[Dataset entries]
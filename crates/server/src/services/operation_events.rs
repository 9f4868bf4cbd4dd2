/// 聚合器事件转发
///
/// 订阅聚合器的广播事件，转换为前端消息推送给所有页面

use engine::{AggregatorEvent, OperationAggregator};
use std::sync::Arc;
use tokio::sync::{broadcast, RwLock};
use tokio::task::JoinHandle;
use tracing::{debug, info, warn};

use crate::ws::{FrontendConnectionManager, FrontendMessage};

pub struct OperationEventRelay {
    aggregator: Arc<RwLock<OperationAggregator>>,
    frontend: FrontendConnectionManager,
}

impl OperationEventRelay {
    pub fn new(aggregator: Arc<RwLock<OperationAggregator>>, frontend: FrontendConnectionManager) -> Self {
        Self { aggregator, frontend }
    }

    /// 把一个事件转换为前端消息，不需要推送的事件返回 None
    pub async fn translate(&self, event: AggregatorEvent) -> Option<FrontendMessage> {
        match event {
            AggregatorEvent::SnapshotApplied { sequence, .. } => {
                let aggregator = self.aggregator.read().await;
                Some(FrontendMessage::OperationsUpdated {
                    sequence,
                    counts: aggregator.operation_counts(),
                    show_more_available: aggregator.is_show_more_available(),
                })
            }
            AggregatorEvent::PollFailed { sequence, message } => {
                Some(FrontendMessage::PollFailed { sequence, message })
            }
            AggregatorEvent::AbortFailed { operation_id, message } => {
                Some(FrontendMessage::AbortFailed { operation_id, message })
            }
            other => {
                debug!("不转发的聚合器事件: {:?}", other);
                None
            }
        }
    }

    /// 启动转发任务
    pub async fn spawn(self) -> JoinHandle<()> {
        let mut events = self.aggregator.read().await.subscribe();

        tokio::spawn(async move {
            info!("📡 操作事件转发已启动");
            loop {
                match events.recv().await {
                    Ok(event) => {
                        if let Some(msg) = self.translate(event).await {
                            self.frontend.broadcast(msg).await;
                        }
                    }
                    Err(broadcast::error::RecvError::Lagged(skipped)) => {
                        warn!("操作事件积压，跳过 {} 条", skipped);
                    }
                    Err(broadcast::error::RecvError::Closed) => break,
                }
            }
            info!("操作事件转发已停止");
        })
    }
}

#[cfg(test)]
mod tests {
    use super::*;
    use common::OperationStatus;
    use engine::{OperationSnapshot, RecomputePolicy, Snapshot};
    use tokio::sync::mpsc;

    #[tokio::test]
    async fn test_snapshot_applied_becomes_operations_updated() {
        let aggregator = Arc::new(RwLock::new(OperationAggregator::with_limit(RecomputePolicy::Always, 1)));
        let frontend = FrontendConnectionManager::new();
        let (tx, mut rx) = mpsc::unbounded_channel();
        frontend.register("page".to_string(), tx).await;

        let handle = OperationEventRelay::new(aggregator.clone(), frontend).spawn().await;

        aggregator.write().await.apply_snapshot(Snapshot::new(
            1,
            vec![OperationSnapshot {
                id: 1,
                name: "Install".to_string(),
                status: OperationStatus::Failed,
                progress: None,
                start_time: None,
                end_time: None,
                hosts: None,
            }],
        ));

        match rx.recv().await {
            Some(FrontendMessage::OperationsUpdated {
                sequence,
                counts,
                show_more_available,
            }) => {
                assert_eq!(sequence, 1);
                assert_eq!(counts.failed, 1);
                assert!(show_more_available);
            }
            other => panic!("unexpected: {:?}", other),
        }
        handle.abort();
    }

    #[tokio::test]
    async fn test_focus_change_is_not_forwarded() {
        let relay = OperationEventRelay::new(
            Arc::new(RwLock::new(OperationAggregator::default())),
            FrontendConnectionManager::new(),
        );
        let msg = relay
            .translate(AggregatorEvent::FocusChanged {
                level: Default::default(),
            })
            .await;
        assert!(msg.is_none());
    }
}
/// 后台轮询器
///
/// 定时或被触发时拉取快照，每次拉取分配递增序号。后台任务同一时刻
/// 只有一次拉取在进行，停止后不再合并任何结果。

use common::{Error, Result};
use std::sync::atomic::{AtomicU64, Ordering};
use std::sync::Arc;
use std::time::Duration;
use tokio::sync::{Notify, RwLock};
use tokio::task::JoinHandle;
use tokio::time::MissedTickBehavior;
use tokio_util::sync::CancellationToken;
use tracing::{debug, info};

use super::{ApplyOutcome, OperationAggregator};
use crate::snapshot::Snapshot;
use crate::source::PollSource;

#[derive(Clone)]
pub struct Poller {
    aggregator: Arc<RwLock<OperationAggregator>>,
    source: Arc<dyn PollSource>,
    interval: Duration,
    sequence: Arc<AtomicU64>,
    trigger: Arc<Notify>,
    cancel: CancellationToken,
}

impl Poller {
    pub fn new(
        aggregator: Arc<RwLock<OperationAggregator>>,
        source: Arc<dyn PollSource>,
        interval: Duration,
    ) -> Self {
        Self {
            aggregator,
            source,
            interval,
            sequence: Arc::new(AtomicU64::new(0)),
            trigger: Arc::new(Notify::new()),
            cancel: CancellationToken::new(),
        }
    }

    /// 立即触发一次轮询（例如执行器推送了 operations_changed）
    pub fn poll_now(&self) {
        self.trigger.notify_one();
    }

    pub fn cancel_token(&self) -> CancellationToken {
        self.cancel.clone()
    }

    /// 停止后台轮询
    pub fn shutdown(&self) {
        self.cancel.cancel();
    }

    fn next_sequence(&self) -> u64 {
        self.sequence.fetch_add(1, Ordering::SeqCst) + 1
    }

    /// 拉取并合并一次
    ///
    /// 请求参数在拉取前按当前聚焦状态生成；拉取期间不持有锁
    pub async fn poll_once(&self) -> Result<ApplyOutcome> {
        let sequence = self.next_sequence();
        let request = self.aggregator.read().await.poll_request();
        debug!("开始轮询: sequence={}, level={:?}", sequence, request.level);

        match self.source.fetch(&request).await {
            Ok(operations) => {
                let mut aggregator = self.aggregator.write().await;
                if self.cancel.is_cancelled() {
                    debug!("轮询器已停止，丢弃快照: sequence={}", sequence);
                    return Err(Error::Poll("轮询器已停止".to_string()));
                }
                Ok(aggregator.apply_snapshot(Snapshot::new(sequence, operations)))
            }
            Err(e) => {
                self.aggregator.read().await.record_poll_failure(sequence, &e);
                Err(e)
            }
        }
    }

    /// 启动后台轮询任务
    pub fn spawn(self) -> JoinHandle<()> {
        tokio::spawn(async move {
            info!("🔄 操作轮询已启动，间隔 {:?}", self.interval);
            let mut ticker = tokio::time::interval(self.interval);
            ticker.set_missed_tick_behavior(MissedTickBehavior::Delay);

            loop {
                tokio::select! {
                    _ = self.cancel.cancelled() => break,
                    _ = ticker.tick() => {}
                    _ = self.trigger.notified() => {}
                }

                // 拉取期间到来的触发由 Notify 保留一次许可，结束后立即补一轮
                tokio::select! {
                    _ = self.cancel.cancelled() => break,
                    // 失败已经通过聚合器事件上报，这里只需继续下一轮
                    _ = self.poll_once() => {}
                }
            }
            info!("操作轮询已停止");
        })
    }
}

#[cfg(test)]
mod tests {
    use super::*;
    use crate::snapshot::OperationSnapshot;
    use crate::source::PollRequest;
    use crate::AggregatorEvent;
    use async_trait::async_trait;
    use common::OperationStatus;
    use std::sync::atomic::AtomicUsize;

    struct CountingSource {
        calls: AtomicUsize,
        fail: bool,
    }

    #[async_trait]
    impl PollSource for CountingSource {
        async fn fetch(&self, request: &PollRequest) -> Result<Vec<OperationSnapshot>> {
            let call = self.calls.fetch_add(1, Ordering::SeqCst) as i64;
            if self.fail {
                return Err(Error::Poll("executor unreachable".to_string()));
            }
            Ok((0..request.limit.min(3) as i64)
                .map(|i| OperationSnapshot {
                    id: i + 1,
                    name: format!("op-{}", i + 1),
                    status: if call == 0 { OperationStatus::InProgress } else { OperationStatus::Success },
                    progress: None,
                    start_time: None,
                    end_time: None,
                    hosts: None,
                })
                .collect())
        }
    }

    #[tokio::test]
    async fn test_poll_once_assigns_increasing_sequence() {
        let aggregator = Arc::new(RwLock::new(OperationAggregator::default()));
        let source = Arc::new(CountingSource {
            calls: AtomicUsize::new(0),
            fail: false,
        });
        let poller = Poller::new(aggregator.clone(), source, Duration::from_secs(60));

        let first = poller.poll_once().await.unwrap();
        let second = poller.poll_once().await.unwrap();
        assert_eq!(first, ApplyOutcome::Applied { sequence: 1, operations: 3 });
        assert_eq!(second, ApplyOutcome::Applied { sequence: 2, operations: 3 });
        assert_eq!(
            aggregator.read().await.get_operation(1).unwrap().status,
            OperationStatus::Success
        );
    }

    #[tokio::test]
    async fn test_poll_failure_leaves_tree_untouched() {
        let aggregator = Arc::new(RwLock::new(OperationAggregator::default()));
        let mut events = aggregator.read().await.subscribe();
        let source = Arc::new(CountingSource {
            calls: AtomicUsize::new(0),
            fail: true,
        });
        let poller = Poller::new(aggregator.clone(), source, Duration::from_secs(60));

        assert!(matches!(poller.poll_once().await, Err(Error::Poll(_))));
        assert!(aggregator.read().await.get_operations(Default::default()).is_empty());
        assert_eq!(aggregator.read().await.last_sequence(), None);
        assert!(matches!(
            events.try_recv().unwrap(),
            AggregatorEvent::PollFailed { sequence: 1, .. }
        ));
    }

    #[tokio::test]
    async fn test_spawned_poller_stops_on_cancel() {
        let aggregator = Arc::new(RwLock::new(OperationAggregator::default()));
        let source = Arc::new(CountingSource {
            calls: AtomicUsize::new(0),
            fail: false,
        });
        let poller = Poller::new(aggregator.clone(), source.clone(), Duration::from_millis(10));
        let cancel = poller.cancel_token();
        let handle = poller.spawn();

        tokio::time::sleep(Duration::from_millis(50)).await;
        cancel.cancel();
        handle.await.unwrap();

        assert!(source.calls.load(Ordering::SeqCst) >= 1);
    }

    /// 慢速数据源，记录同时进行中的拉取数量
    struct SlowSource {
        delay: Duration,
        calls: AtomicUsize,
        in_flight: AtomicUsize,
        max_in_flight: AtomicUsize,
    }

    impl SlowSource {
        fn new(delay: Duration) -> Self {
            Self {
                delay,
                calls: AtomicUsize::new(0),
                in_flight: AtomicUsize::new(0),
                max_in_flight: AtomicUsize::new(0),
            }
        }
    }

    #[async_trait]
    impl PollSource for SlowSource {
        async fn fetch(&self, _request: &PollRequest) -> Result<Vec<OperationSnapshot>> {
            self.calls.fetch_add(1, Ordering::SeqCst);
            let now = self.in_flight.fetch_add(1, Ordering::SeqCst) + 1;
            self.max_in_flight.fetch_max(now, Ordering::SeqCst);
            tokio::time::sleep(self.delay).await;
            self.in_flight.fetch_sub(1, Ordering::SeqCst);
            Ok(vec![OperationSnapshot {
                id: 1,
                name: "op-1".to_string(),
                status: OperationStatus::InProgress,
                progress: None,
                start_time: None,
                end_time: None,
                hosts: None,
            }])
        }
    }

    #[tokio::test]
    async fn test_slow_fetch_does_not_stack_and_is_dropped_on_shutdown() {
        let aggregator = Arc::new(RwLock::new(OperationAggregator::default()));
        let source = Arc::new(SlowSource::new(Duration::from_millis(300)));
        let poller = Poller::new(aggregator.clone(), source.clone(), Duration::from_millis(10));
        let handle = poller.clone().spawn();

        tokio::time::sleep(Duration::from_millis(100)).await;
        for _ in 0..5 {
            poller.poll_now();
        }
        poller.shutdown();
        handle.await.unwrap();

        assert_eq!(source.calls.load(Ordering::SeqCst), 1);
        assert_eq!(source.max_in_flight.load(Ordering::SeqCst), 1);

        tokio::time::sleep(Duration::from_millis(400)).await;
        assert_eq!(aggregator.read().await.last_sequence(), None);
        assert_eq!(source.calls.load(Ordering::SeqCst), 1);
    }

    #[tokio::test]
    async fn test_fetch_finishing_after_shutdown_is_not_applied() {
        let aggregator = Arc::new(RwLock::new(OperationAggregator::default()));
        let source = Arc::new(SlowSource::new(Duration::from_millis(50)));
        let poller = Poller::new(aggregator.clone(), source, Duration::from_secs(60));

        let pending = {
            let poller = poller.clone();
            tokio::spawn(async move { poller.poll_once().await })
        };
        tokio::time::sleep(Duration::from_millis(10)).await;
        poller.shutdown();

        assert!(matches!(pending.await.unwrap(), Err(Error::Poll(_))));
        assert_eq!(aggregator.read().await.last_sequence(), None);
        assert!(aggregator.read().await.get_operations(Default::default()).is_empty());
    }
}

Your instructions: Locate the word "OperationStatus" in the records above, and return each line that has it.

Task solution:
    use common::OperationStatus;
                status: OperationStatus::Failed,
    use common::OperationStatus;
                    status: if call == 0 { OperationStatus::InProgress } else { OperationStatus::Success },
            OperationStatus::Success
                status: OperationStatus::InProgress,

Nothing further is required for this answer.